As a final response, suggest the most clear patterns observed or indicate that no clear pattern is visible (write only the word "Unclear").
Your response should be a vaild json, with the following keys: 
"Reasoning": your reasoning.
"Input strings": One sentence describing the input strings (or "Unclear").
"Observed pattern": One sentence describing the most clear patterns observed (or "Unclear").

The input strings are:
{salient_tokens_decoded}

The mappings are: 
{get_mapping_str(salient_tokens_decoded, salient_mappings_decoded)}
"""
    return prompt

In [6]:
salient_tokens_decoded_ = [tok[1:-1] for tok in salient_tokens_decoded]
salient_mappings_decoded_ = [[tok[1:-1] for tok in tok_lst] for tok_lst in salient_mappings_decoded]
prompt = plug_in_prompt(salient_tokens_decoded_, salient_mappings_decoded_)
print(prompt)

Below you are given a list of input strings, and a list of mappings: each mapping is between an input string and a list of 5 strings. 
Mappings are provided in the format "s: t1, t2, t3, t4, t5" where each of s, t1, t2, t3, t4, t5 is a short string, typically corresponding to a single word or a sub-word.
Your goal is to describe shortly and simply the inputs and the function that produces these mappings.
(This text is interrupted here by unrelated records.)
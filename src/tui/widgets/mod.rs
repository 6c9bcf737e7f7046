//! Reusable widgets

pub mod input;
pub mod toast;

pub use input::{Choice, FormFields, InputWidget, TextInput};
pub use toast::{toast_areas, Toast, ToastKind, ToastQueue, ToastWidget};
//! Backup CLI commands

use std::path::{Path, PathBuf};

use clap::Subcommand;

use crate::backup::{BackupInfo, BackupManager, RestoreManager};
use crate::display::format::{file_size, relative_time};
use crate::error::{BudgetError, BudgetResult};

use super::context::CliContext;

#[derive(Subcommand)]
pub enum BackupCommands {
    /// Snapshot every collection into the backup directory
    Create,

    /// List backups, newest first
    List {
        #[arg(short, long)]
        verbose: bool,
    },

    /// Replace all data with a backup ("latest", a file name, a prefix or a path)
    Restore {
        backup: String,
        #[arg(short, long)]
        force: bool,
    },

    /// Check a backup and show what it contains
    Info { backup: String },

    /// Delete backups beyond the retention policy
    Prune {
        #[arg(short, long)]
        force: bool,
    },
}

pub fn handle_backup_command(ctx: &CliContext, cmd: BackupCommands) -> BudgetResult<()> {
    let paths = ctx.paths().clone();
    let retention = ctx.settings().backup_retention.clone();
    let manager = BackupManager::new(paths.clone(), retention.clone());
    let now = chrono::Utc::now();

    match cmd {
        BackupCommands::Create => {
            let (path, removed) = manager.create_backup_with_retention()?;
            println!("Backup created: {}", file_label(&path));
            if !removed.is_empty() {
                println!("Removed {} old backup(s)", removed.len());
            }
        }

        BackupCommands::List { verbose } => {
            let backups = manager.list_backups()?;
            if backups.is_empty() {
                println!("No backups yet. Create one with: famb backup create");
                return Ok(());
            }

            for (i, backup) in backups.iter().enumerate() {
                let monthly = if backup.is_monthly { " [monthly]" } else { "" };
                if verbose {
                    println!("{}. {}{}", i + 1, backup.filename, monthly);
                    println!("   Created: {}", backup.created_at.format("%Y-%m-%d %H:%M:%S UTC"));
                    println!("   Size:    {}", file_size(backup.size_bytes));
                    println!("   Path:    {}", backup.path.display());
                } else {
                    println!(
                        "  {}. {} ({}, {}){}",
                        i + 1,
                        backup.filename,
                        relative_time(backup.created_at, now),
                        file_size(backup.size_bytes),
                        monthly
                    );
                }
            }
            println!("Total: {} backup(s)", backups.len());
        }

        BackupCommands::Restore { backup, force } => {
            let path = resolve_backup(&manager, &backup)?;
            let restore = RestoreManager::new(paths);
            let validation = restore.validate_backup(&path)?;

            println!("Backup:  {}", file_label(&path));
            println!("Created: {}", validation.backup_date.format("%Y-%m-%d %H:%M:%S UTC"));
            println!("Status:  {}", validation.summary());

            if !force {
                println!();
                println!("This replaces ALL shared data on this machine.");
                println!("Run again with --force to restore.");
                return Ok(());
            }

            let safety = manager.create_backup()?;
            println!("Current data saved as {}", file_label(&safety));

            let result = restore.restore_from_file(&path)?;
            ctx.storage().load_all()?;
            println!("{}", result.summary());
            if !result.all_restored() {
                println!("Collections missing from the backup were left as they were.");
            }
        }

        BackupCommands::Info { backup } => {
            let path = resolve_backup(&manager, &backup)?;
            let validation = RestoreManager::new(paths).validate_backup(&path)?;
            let size = std::fs::metadata(&path).map(|m| m.len()).unwrap_or(0);

            println!("File:      {}", path.display());
            println!("Size:      {}", file_size(size));
            println!("Created:   {}", validation.backup_date.format("%Y-%m-%d %H:%M:%S UTC"));
            println!("Schema:    v{}", validation.schema_version);
            println!("Documents: {}", validation.documents);
            println!("Contains:  {}", validation.present.join(", "));
            if !validation.missing.is_empty() {
                println!("Missing:   {}", validation.missing.join(", "));
            }
        }

        BackupCommands::Prune { force } => {
            let backups = manager.list_backups()?;
            let (monthly, daily): (Vec<&BackupInfo>, Vec<&BackupInfo>) =
                backups.iter().partition(|b| b.is_monthly);
            let excess = daily.len().saturating_sub(retention.daily_count as usize)
                + monthly.len().saturating_sub(retention.monthly_count as usize);

            println!(
                "Keeping {} daily and {} monthly; have {} daily and {} monthly",
                retention.daily_count,
                retention.monthly_count,
                daily.len(),
                monthly.len()
            );
            if excess == 0 {
                println!("Nothing to prune.");
                return Ok(());
            }
            if !force {
                println!("{} backup(s) would be deleted. Run again with --force.", excess);
                return Ok(());
            }

            let removed = manager.enforce_retention()?;
            println!("Deleted {} backup(s)", removed.len());
        }
    }

    Ok(())
}

fn resolve_backup(manager: &BackupManager, input: &str) -> BudgetResult<PathBuf> {
    if input == "latest" {
        return manager
            .get_latest_backup()?
            .map(|b| b.path)
            .ok_or_else(|| BudgetError::NotFound {
                entity_type: "Backup",
                identifier: "latest".into(),
            });
    }

    let path = PathBuf::from(input);
    if path.is_file() {
        return Ok(path);
    }

    manager
        .get_backup(input)?
        .map(|b| b.path)
        .ok_or_else(|| BudgetError::NotFound {
            entity_type: "Backup",
            identifier: input.to_string(),
        })
}

fn file_label(path: &Path) -> String {
    path.file_name()
        .map(|s| s.to_string_lossy().to_string())
        .unwrap_or_else(|| path.display().to_string())
}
To perform the task, look for semantic and textual patterns. 
For example, input tokens 'water','ice','freeze' are water-related, and a mapping ('fire':'f') is from a word to its first letter.
As a final response, suggest the most clear patterns observed or indicate that no clear pattern is visible (write only the word "Unclear").
Your response should be a vaild json, with the following keys: 
"Reasoning": your reasoning.
"Input strings": One sentence describing the input strings (or "Unclear").
"Observed pattern": One sentence describing the most clear patterns observed (or "Unclear")